El alcohol embota el entendimiento, y ese otro que podríamos llamar alcohol intelectual lo embota aún más. Y si dijereis, lectores, que el comentador se pone pesado, habrá que deciros que en todos estos estallidos populares lo que le hace más sufrir es el bajo cimiento ideal —de idea— de casi todos ellos. Y el rebajamiento mental de casi todos los caudillos de las conmociones populares. Parece como si por una trágica ley histórica se llegaran a dirigir, o por lo menos a representar, esas conmociones mentecatos exacerbados, retrasados o deficientes mentales, paranoicos, a las veces cretinos. Es una terrible selección. Diríase que un viento no ya de locura, sino de demencia, de idiotez, está agitando a estos pueblos borrachos de civilización mecánica.
“Es un agitador peligroso”, oímos. Y en seguida: “¿Es inteligente?”, y “si que sí”, al punto: “Pues no es peligroso con la peligrosidad a que usted alude.” La inteligencia no es peligrosa.
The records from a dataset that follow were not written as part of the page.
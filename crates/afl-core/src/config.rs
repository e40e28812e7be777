//! AFL Configuration Management
//!
//! Handles configuration from environment variables and TOML config files
//! with sensible defaults for development. Environment values always win
//! over file values.
//!
//! Author: hephaex@gmail.com

use serde::{Deserialize, Serialize};
use std::path::PathBuf;

/// Main application configuration
#[derive(Debug, Clone, Serialize, Deserialize, Default)]
#[serde(default)]
pub struct AppConfig {
    /// Server configuration
    pub server: ServerConfig,

    /// Document store connection
    pub database: DatabaseConfig,

    /// Token signing and password hashing
    pub auth: AuthConfig,

    /// Request throttling
    pub rate_limit: RateLimitConfig,

    /// Daily maintenance job
    pub scheduler: SchedulerConfig,

    /// Logging configuration
    pub logging: LoggingConfig,
}

impl AppConfig {
    /// Load configuration from environment variables
    pub fn from_env() -> Result<Self, ConfigError> {
        Self::default().with_env_override()
    }

    /// Load from a TOML file
    pub fn from_file(path: impl Into<PathBuf>) -> Result<Self, ConfigError> {
        let path = path.into();
        let content = std::fs::read_to_string(&path).map_err(|e| ConfigError::FileReadError {
            path: path.clone(),
            source: e,
        })?;

        toml::from_str(&content).map_err(|e| ConfigError::ParseError {
            path,
            message: e.to_string(),
        })
    }

    /// Apply environment variables on top of this configuration
    pub fn with_env_override(mut self) -> Result<Self, ConfigError> {
        // Server
        if let Some(host) = env_var("API_HOST") {
            self.server.host = host;
        }
        if let Some((key, port)) = first_env(&["PORT", "API_PORT"]) {
            self.server.port = parse_value(key, port)?;
        }
        if let Some(origins) = env_var("CORS_ORIGINS").or_else(|| env_var("CORS_ORIGIN")) {
            self.server.cors_origins = split_list(&origins);
        }
        if let Some(size) = env_var("MAX_BODY_SIZE") {
            self.server.max_body_size = parse_value("MAX_BODY_SIZE", size)?;
        }
        if let Some(trust) = env_var("TRUST_PROXY_HEADERS") {
            self.server.trust_proxy_headers = parse_bool("TRUST_PROXY_HEADERS", trust)?;
        }

        // Store
        if let Some(backend) = env_var("STORE_BACKEND") {
            self.database.backend = backend.parse()?;
        }
        if let Some(url) = env_var("DATABASE_URL") {
            self.database.url = url;
        }
        if let Some(user) = env_var("DATABASE_USER") {
            self.database.username = user;
        }
        if let Some(pass) = env_var("DATABASE_PASS") {
            self.database.password = pass;
        }
        if let Some(ns) = env_var("DATABASE_NS") {
            self.database.namespace = ns;
        }
        if let Some(db) = env_var("DATABASE_DB") {
            self.database.database = db;
        }

        // Auth
        if let Some(secret) = env_var("JWT_SECRET") {
            self.auth.jwt_secret = secret;
        }
        if let Some(ttl) = env_var("JWT_EXPIRATION_SECS") {
            self.auth.token_ttl_secs = parse_value("JWT_EXPIRATION_SECS", ttl)?;
        }
        if let Some(issuer) = env_var("JWT_ISSUER") {
            self.auth.issuer = issuer;
        }
        if let Some(memory) = env_var("PASSWORD_HASH_MEMORY_KIB") {
            self.auth.hash_memory_kib = parse_value("PASSWORD_HASH_MEMORY_KIB", memory)?;
        }
        if let Some(iterations) = env_var("PASSWORD_HASH_ITERATIONS") {
            self.auth.hash_iterations = parse_value("PASSWORD_HASH_ITERATIONS", iterations)?;
        }
        if let Some(parallelism) = env_var("PASSWORD_HASH_PARALLELISM") {
            self.auth.hash_parallelism = parse_value("PASSWORD_HASH_PARALLELISM", parallelism)?;
        }

        // Rate limiting
        if let Some(enabled) = env_var("RATE_LIMIT_ENABLED") {
            self.rate_limit.enabled = parse_bool("RATE_LIMIT_ENABLED", enabled)?;
        }
        if let Some(max) = env_var("RATE_LIMIT_MAX_REQUESTS") {
            self.rate_limit.max_requests = parse_value("RATE_LIMIT_MAX_REQUESTS", max)?;
        }
        if let Some(window) = env_var("RATE_LIMIT_WINDOW_SECS") {
            self.rate_limit.window_secs = parse_value("RATE_LIMIT_WINDOW_SECS", window)?;
        }

        // Scheduler
        if let Some(enabled) = env_var("SCHEDULER_ENABLED") {
            self.scheduler.enabled = parse_bool("SCHEDULER_ENABLED", enabled)?;
        }
        if let Some(interval) = env_var("SCHEDULER_INTERVAL_SECS") {
            self.scheduler.interval_secs = parse_value("SCHEDULER_INTERVAL_SECS", interval)?;
        }

        // Logging
        if let Some(level) = env_var("LOG_LEVEL") {
            self.logging.level = level;
        }
        if let Some(json) = env_var("LOG_JSON") {
            self.logging.json_format = parse_bool("LOG_JSON", json)?;
        }
        if let Some(location) = env_var("LOG_INCLUDE_LOCATION") {
            self.logging.include_location = parse_bool("LOG_INCLUDE_LOCATION", location)?;
        }

        Ok(self)
    }

    /// Reject configurations the server cannot start with
    pub fn validate(&self) -> Result<(), ConfigError> {
        if self.auth.jwt_secret.trim().is_empty() {
            return Err(ConfigError::MissingRequired("JWT_SECRET".to_string()));
        }
        if self.auth.token_ttl_secs == 0 {
            return Err(ConfigError::InvalidValue {
                key: "JWT_EXPIRATION_SECS".to_string(),
                value: "0".to_string(),
            });
        }
        if self.rate_limit.enabled
            && (self.rate_limit.max_requests == 0 || self.rate_limit.window_secs == 0)
        {
            return Err(ConfigError::InvalidValue {
                key: "RATE_LIMIT_MAX_REQUESTS/RATE_LIMIT_WINDOW_SECS".to_string(),
                value: format!(
                    "{}/{}",
                    self.rate_limit.max_requests, self.rate_limit.window_secs
                ),
            });
        }
        if self.scheduler.enabled && self.scheduler.interval_secs == 0 {
            return Err(ConfigError::InvalidValue {
                key: "SCHEDULER_INTERVAL_SECS".to_string(),
                value: "0".to_string(),
            });
        }
        Ok(())
    }
}

fn env_var(key: &str) -> Option<String> {
    std::env::var(key).ok().filter(|v| !v.trim().is_empty())
}

fn first_env<'a>(keys: &[&'a str]) -> Option<(&'a str, String)> {
    keys.iter()
        .find_map(|key| env_var(key).map(|value| (*key, value)))
}

fn parse_value<T: std::str::FromStr>(key: &str, value: String) -> Result<T, ConfigError> {
    value.trim().parse().map_err(|_| ConfigError::InvalidValue {
        key: key.to_string(),
        value,
    })
}

fn parse_bool(key: &str, value: String) -> Result<bool, ConfigError> {
    match value.trim().to_lowercase().as_str() {
        "1" | "true" | "yes" | "on" => Ok(true),
        "0" | "false" | "no" | "off" => Ok(false),
        _ => Err(ConfigError::InvalidValue {
            key: key.to_string(),
            value,
        }),
    }
}

fn split_list(value: &str) -> Vec<String> {
    value
        .split(',')
        .map(|s| s.trim().to_string())
        .filter(|s| !s.is_empty())
        .collect()
}

/// Server configuration
#[derive(Debug, Clone, Serialize, Deserialize)]
#[serde(default)]
pub struct ServerConfig {
    /// Host to bind to
    pub host: String,

    /// Port to listen on
    pub port: u16,

    /// Maximum request body size in bytes
    pub max_body_size: usize,

    /// Allowed origins for CORS
    pub cors_origins: Vec<String>,

    /// Key rate limiting on X-Forwarded-For / X-Real-IP instead of the socket address
    pub trust_proxy_headers: bool,
}

impl Default for ServerConfig {
    fn default() -> Self {
        Self {
            host: "0.0.0.0".to_string(),
            port: 8080,
            max_body_size: 1024 * 1024, // 1MB
            // Empty by default for security - set via CORS_ORIGINS env var
            cors_origins: vec![],
            trust_proxy_headers: false,
        }
    }
}

/// Store implementation selected at startup
#[derive(Debug, Clone, Copy, Default, PartialEq, Eq, Serialize, Deserialize)]
#[serde(rename_all = "lowercase")]
pub enum StoreBackend {
    #[default]
    SurrealDb,
    Memory,
}

impl std::str::FromStr for StoreBackend {
    type Err = ConfigError;

    fn from_str(s: &str) -> Result<Self, Self::Err> {
        match s.trim().to_lowercase().as_str() {
            "surrealdb" | "surreal" => Ok(Self::SurrealDb),
            "memory" | "mem" => Ok(Self::Memory),
            _ => Err(ConfigError::InvalidValue {
                key: "STORE_BACKEND".to_string(),
                value: s.to_string(),
            }),
        }
    }
}

/// Database connection configuration
#[derive(Debug, Clone, Serialize, Deserialize)]
#[serde(default)]
pub struct DatabaseConfig {
    /// Store implementation
    pub backend: StoreBackend,

    /// SurrealDB WebSocket URL
    pub url: String,

    /// SurrealDB root username
    pub username: String,

    /// SurrealDB root password
    pub password: String,

    /// SurrealDB namespace
    pub namespace: String,

    /// SurrealDB database name
    pub database: String,
}

impl Default for DatabaseConfig {
    fn default() -> Self {
        Self {
            backend: StoreBackend::SurrealDb,
            url: "ws://localhost:8000".to_string(),
            username: "root".to_string(),
            password: "root".to_string(),
            namespace: "afl".to_string(),
            database: "affiliate".to_string(),
        }
    }
}

/// Token and password hashing configuration
#[derive(Debug, Clone, Serialize, Deserialize)]
#[serde(default)]
pub struct AuthConfig {
    /// HMAC secret for token signing. Required.
    pub jwt_secret: String,

    /// Access token lifetime in seconds (default: 3600 = 1 hour)
    pub token_ttl_secs: u64,

    /// Token issuer identifier
    pub issuer: String,

    /// Argon2 memory cost in KiB
    pub hash_memory_kib: u32,

    /// Argon2 iterations
    pub hash_iterations: u32,

    /// Argon2 lanes
    pub hash_parallelism: u32,
}

impl Default for AuthConfig {
    fn default() -> Self {
        Self {
            jwt_secret: String::new(),
            token_ttl_secs: 3600,
            issuer: "afl-api".to_string(),
            hash_memory_kib: 19456, // 19 MiB
            hash_iterations: 2,
            hash_parallelism: 1,
        }
    }
}

/// Fixed window rate limiting
#[derive(Debug, Clone, Serialize, Deserialize)]
#[serde(default)]
pub struct RateLimitConfig {
    pub enabled: bool,

    /// Requests allowed per client per window
    pub max_requests: u32,

    /// Window length in seconds
    pub window_secs: u64,
}

impl Default for RateLimitConfig {
    fn default() -> Self {
        Self {
            enabled: true,
            max_requests: 100,
            window_secs: 15 * 60,
        }
    }
}

/// Scheduled maintenance job
#[derive(Debug, Clone, Serialize, Deserialize)]
#[serde(default)]
pub struct SchedulerConfig {
    pub enabled: bool,

    /// Seconds between runs (default: one day)
    pub interval_secs: u64,
}

impl Default for SchedulerConfig {
    fn default() -> Self {
        Self {
            enabled: true,
            interval_secs: 24 * 60 * 60,
        }
    }
}

/// Logging configuration
#[derive(Debug, Clone, Serialize, Deserialize)]
#[serde(default)]
pub struct LoggingConfig {
    /// Log level (trace, debug, info, warn, error) or filter directives
    pub level: String,

    /// JSON format for logs
    pub json_format: bool,

    /// Include file/line in logs
    pub include_location: bool,
}

impl Default for LoggingConfig {
    fn default() -> Self {
        Self {
            level: "afl_api=debug,afl_store=debug,tower_http=debug".to_string(),
            json_format: false,
            include_location: false,
        }
    }
}

/// Configuration errors
#[derive(Debug, thiserror::Error)]
pub enum ConfigError {
    #[error("Failed to read config file {path}: {source}")]
    FileReadError {
        path: PathBuf,
        #[source]
        source: std::io::Error,
    },

    #[error("Failed to parse config file {path}: {message}")]
    ParseError { path: PathBuf, message: String },

    #[error("Invalid value for {key}: {value}")]
    InvalidValue { key: String, value: String },

    #[error("Missing required configuration: {0}")]
    MissingRequired(String),
}

#[cfg(test)]
mod tests {
    use super::*;

    fn valid_config() -> AppConfig {
        let mut config = AppConfig::default();
        config.auth.jwt_secret = "test-secret".to_string();
        config
    }

    #[test]
    fn test_default_config() {
        let config = AppConfig::default();
        assert_eq!(config.server.port, 8080);
        assert_eq!(config.auth.token_ttl_secs, 3600);
        assert_eq!(config.rate_limit.max_requests, 100);
        assert_eq!(config.rate_limit.window_secs, 900);
        assert_eq!(config.scheduler.interval_secs, 86400);
        assert_eq!(config.database.backend, StoreBackend::SurrealDb);
    }

    #[test]
    fn test_store_backend_parse() {
        assert_eq!(
            "surrealdb".parse::<StoreBackend>().unwrap(),
            StoreBackend::SurrealDb
        );
        assert_eq!("Memory".parse::<StoreBackend>().unwrap(), StoreBackend::Memory);
        assert!("mongodb".parse::<StoreBackend>().is_err());
    }

    #[test]
    fn test_validate_requires_secret() {
        let config = AppConfig::default();
        assert!(matches!(
            config.validate(),
            Err(ConfigError::MissingRequired(key)) if key == "JWT_SECRET"
        ));

        assert!(valid_config().validate().is_ok());
    }

    #[test]
    fn test_validate_rejects_empty_window() {
        let mut config = valid_config();
        config.rate_limit.window_secs = 0;
        assert!(config.validate().is_err());

        config.rate_limit.enabled = false;
        assert!(config.validate().is_ok());
    }

    #[test]
    fn test_parse_helpers() {
        assert!(parse_bool("X", "TRUE".to_string()).unwrap());
        assert!(!parse_bool("X", "off".to_string()).unwrap());
        assert!(parse_bool("X", "maybe".to_string()).is_err());

        let port: u16 = parse_value("PORT", " 5000 ".to_string()).unwrap();
        assert_eq!(port, 5000);
        assert!(parse_value::<u16>("PORT", "http".to_string()).is_err());

        assert_eq!(
            split_list("https://a.example, ,https://b.example"),
            vec!["https://a.example", "https://b.example"]
        );
    }

    #[test]
    fn test_from_file_partial() {
        let path = std::env::temp_dir().join(format!("afl-config-{}.toml", uuid::Uuid::new_v4()));
        std::fs::write(
            &path,
            r#"
            [server]
            port = 9000

            [auth]
            jwt_secret = "from-file"

            [database]
            backend = "memory"
            "#,
        )
        .unwrap();

        let config = AppConfig::from_file(&path).unwrap();
        std::fs::remove_file(&path).ok();

        assert_eq!(config.server.port, 9000);
        assert_eq!(config.server.host, "0.0.0.0");
        assert_eq!(config.auth.jwt_secret, "from-file");
        assert_eq!(config.auth.token_ttl_secs, 3600);
        assert_eq!(config.database.backend, StoreBackend::Memory);
    }

    #[test]
    fn test_from_file_missing() {
        let result = AppConfig::from_file("/nonexistent/afl.toml");
        assert!(matches!(result, Err(ConfigError::FileReadError { .. })));
    }
}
El peligro está en la necedad. Y en la tontería. “Están envenenados con malas doctrinas”, oímos otras veces. Con malas doctrinas, no, porque si son doctrinas no son malas, en el sentido que se le quiere dar a la maldad. Lo malo es la no doctrina; lo malo es la vaciedad. Un error no hace tanto daño como una vaciedad, como una sentencia que parece decir algo y no dice nada. ¡La de hombres y la de pueblos que se han suicidado mentalmente —pavoroso suicidio— por palabras sin sentido!
Cuando se nos ha preguntado de fuera de España cuáles son las causas de la agitación antirreligiosa, por ejemplo, que sacude a una parte de nuestro pueblo hemos tenido que contestar que no lo sabemos bien, y lo que es peor, que tampoco lo saben los agitados y agitadores. Se dice que se dan a emborracharse los que tienen poco que comer; pero lo cierto es que se embriagan con vaciedades, con frases sin sentido, los que carecen de ideas o no las pueden digerir.
Y no seguimos, que el seguir nos apenaría aún más.